Court Opinion

ID: 6975672
Source: CourtListenerOpinion
Date Created: 2022-07-24 02:10:32.912813+00
Date Added: 2024-06-11T16:08:58.170265
License: Public Domain

PREGERSON, Circuit Judge,
with whom Judges REINHARDT, KOZINSKI, MICHAEL DALY HAWKINS and TASHIMA join,
dissenting from denial of rehearing en banc.
I dissent from our failure to take en bane .the opinion of a divided panel that now stands as the opinion of our court.
It is clear to me that the “Don’t Ask/Don’t Tell” policy imposes silence-not inaction-upon gay and lesbian service personnel: The words “Don’t Ask” and “Don’t Tell” forbid speech, not conduct.
Moreover, this restriction on speech is content-based because it penalizes gay and lesbian members of our armed forces for revealing one basic aspect of their identities, any time or any place. See 10 U.S.C. § 654(a)(9-10) (1997). And this restriction on speech violates the First Amendment because “[t]he point of the First Amendment is that majority preferences must be expressed in some fashion other than [by] silencing speech on the basis of its content.” R.A.V. v. St. Paul, 505 U.S. 377, 392, 112 S.Ct. 2538, 120 L.Ed.2d 305 (1992).
To make matters worse, the “Don’t Ask/ Don’t Tell” policy imposes a viewpoint restriction on speech. Unlike their gay and lesbian counterparts, heterosexual military personnel may talk about their sexuality without jeopardy. The Supreme Court has recognized that “[viewpoint discrimination is ... an egregious form of content discrimination.” Rosenberger v. Rector and Visitors of the Univ. of Va., 515 U.S. 819, 829, 115 S.Ct. 2510, 132 L.Ed.2d 700 (1995). Because the government may not favor one speaker’s views over another’s, even in private speech, see Members of City Council of Los Angeles v. Taxpayers for Vincent, 466 U.S. 789, 804, 104 S.Ct. 2118, 80 L.Ed.2d 772 (1984), the “Don’t Ask/Don’t Tell” policy presumptively offends the First Amendment. When our military applies invasive restrictions on the first amendment rights of our service personnel, it must do so “objectively and evenhandedly.” Greer v. Spock, 424 U.S. 828, 839, 96 S.Ct. 1211, 47 L.Ed.2d 505 (1976). The “Don’t Ask/Don’t Tell” policy violates that principle.

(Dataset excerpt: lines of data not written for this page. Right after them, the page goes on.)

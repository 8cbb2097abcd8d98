use regex::Regex;
use std::collections::BTreeMap;
use std::fmt;
use std::sync::LazyLock;

use crate::api::ContactDraft;

static EMAIL_RE: LazyLock<Regex> = LazyLock::new(|| Regex::new(r"\S+@\S+\.\S+").unwrap());
static PHONE_RE: LazyLock<Regex> = LazyLock::new(|| Regex::new(r"^\+?[0-9\s\-()]+$").unwrap());

#[derive(Debug, Clone, Copy, Default, PartialEq, Eq, PartialOrd, Ord, Hash)]
pub enum Field {
    #[default]
    Name,
    Email,
    Phone,
}

impl Field {
    pub const ALL: [Field; 3] = [Field::Name, Field::Email, Field::Phone];

    pub fn key(self) -> &'static str {
        match self {
            Field::Name => "name",
            Field::Email => "email",
            Field::Phone => "phone",
        }
    }

    pub fn label(self) -> &'static str {
        match self {
            Field::Name => "Full Name",
            Field::Email => "Email Address",
            Field::Phone => "Phone Number",
        }
    }

    pub fn next(self) -> Self {
        match self {
            Field::Name => Field::Email,
            Field::Email => Field::Phone,
            Field::Phone => Field::Name,
        }
    }

    pub fn prev(self) -> Self {
        match self {
            Field::Name => Field::Phone,
            Field::Email => Field::Name,
            Field::Phone => Field::Email,
        }
    }
}

/// Field -> human-readable message. Empty means the draft is valid.
#[derive(Debug, Clone, Default, PartialEq, Eq)]
pub struct FieldErrors(BTreeMap<Field, String>);

impl FieldErrors {
    pub fn is_empty(&self) -> bool {
        self.0.is_empty()
    }

    pub fn len(&self) -> usize {
        self.0.len()
    }

    pub fn get(&self, field: Field) -> Option<&str> {
        self.0.get(&field).map(String::as_str)
    }

    pub fn insert(&mut self, field: Field, message: impl Into<String>) {
        self.0.insert(field, message.into());
    }

    pub fn clear_field(&mut self, field: Field) {
        self.0.remove(&field);
    }

    pub fn iter(&self) -> impl Iterator<Item = (Field, &str)> {
        self.0.iter().map(|(f, m)| (*f, m.as_str()))
    }
}

impl fmt::Display for FieldErrors {
    fn fmt(&self, f: &mut fmt::Formatter<'_>) -> fmt::Result {
        let mut first = true;
        for (field, msg) in self.iter() {
            if !first {
                f.write_str("; ")?;
            }
            write!(f, "{}: {}", field.key(), msg)?;
            first = false;
        }
        Ok(())
    }
}

pub fn validate_draft(draft: &ContactDraft) -> FieldErrors {
    let mut errors = FieldErrors::default();

    if draft.name.trim().is_empty() {
        errors.insert(Field::Name, "Name is required");
    }

    if draft.email.trim().is_empty() {
        errors.insert(Field::Email, "Email is required");
    } else if !EMAIL_RE.is_match(&draft.email) {
        errors.insert(Field::Email, "Email is invalid");
    }

    if draft.phone.trim().is_empty() {
        errors.insert(Field::Phone, "Phone is required");
    } else if !PHONE_RE.is_match(&draft.phone) {
        errors.insert(Field::Phone, "Phone number is invalid");
    }

    errors
}
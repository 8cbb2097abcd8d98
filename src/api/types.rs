use reqwest::Url;
use serde::{Deserialize, Serialize};
use std::fmt;

const AVATAR_SERVICE: &str = "https://ui-avatars.com/api/";

/// Server-assigned identifier. The API hands out integers, but nothing on the
/// client side depends on that.
#[derive(Debug, Clone, PartialEq, Eq, Hash, Serialize, Deserialize)]
#[serde(untagged)]
pub enum ContactId {
    Int(i64),
    Text(String),
}

impl ContactId {
    /// Parse a user-typed id. Numeric input becomes `Int` so it compares equal
    /// to ids decoded from JSON numbers.
    pub fn parse(raw: &str) -> Option<Self> {
        let raw = raw.trim();
        if raw.is_empty() {
            return None;
        }
        Some(match raw.parse::<i64>() {
            Ok(n) => ContactId::Int(n),
            Err(_) => ContactId::Text(raw.to_string()),
        })
    }
}

impl fmt::Display for ContactId {
    fn fmt(&self, f: &mut fmt::Formatter<'_>) -> fmt::Result {
        match self {
            ContactId::Int(n) => write!(f, "{n}"),
            ContactId::Text(s) => f.write_str(s),
        }
    }
}

impl From<i64> for ContactId {
    fn from(n: i64) -> Self {
        ContactId::Int(n)
    }
}

#[derive(Debug, Clone, PartialEq, Eq, Serialize, Deserialize)]
pub struct Contact {
    pub id: ContactId,
    pub name: String,
    pub email: String,
    pub phone: String,
    #[serde(default, skip_serializing_if = "Option::is_none")]
    pub avatar: Option<String>,
    #[serde(default, skip_serializing_if = "Option::is_none")]
    pub created_at: Option<String>,
    #[serde(default, skip_serializing_if = "Option::is_none")]
    pub updated_at: Option<String>,
}

impl Contact {
    /// Stored avatar, or the generated one keyed by name.
    pub fn avatar_url(&self) -> String {
        match self.avatar.as_deref() {
            Some(url) if !url.trim().is_empty() => url.to_string(),
            _ => generated_avatar_url(&self.name),
        }
    }
}

pub fn generated_avatar_url(name: &str) -> String {
    let params = [
        ("name", name),
        ("background", "random"),
        ("color", "fff"),
        ("size", "150"),
    ];
    match Url::parse_with_params(AVATAR_SERVICE, &params) {
        Ok(url) => url.to_string(),
        Err(_) => AVATAR_SERVICE.to_string(),
    }
}

/// Unsaved contact fields; the body of POST and PUT requests.
#[derive(Debug, Clone, Default, PartialEq, Eq, Serialize, Deserialize)]
pub struct ContactDraft {
    pub name: String,
    pub email: String,
    pub phone: String,
}

impl ContactDraft {
    pub fn new(name: impl Into<String>, email: impl Into<String>, phone: impl Into<String>) -> Self {
        Self {
            name: name.into(),
            email: email.into(),
            phone: phone.into(),
        }
    }
}

#[derive(Debug, Clone, PartialEq, Eq, Serialize, Deserialize)]
pub struct Health {
    pub status: String,
    #[serde(default)]
    pub timestamp: Option<String>,
}

/// Error payload shape produced by the contacts service.
#[derive(Debug, Deserialize)]
pub(crate) struct ErrorBody {
    pub detail: Option<serde_json::Value>,
}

From another perspective, as a practical matter the silence that this policy imposes on gay and lesbian military personnel can lead others to presume that they assent to,a view about their own sexuality that they do not espouse. The Supreme Court has invalidated laws that forced tacit speech on other groups. See, e.g., Hurley v. Irish-American Gay, Lesbian and Bisexual Group of Boston, 515 U.S. 557, 574-76, 115 S.Ct. 2338, 132 L.Ed.2d 487 (1995) (declining to force parade organizers to propound a message about Irish sexual identity that they rejected); Lee v. Weisman, 505 U.S. 577, 593, 112 S.Ct. 2649, 120 L.Ed.2d 467 (1992) (striking down religious invocation at school because “in our culture ... remaining silent can signify adherence to a view”); Wooley v. Maynard, 430 U.S. 705, 715, 97 S.Ct. 1428, 51 L.Ed.2d 752 (1977) (enjoining New Hampshire from compelling Jehovah’s Witnesses to display the motto “Live Free or Die” on their license plates).
A person who has taken an oath to protect and defend the Constitution of the United States should not be denied that privilege simply because that person wishes to make a statement about his or her innermost self. It seems to me that such speech, which is truthful and neither harms nor endangers anyone, is shielded by the First Amendment.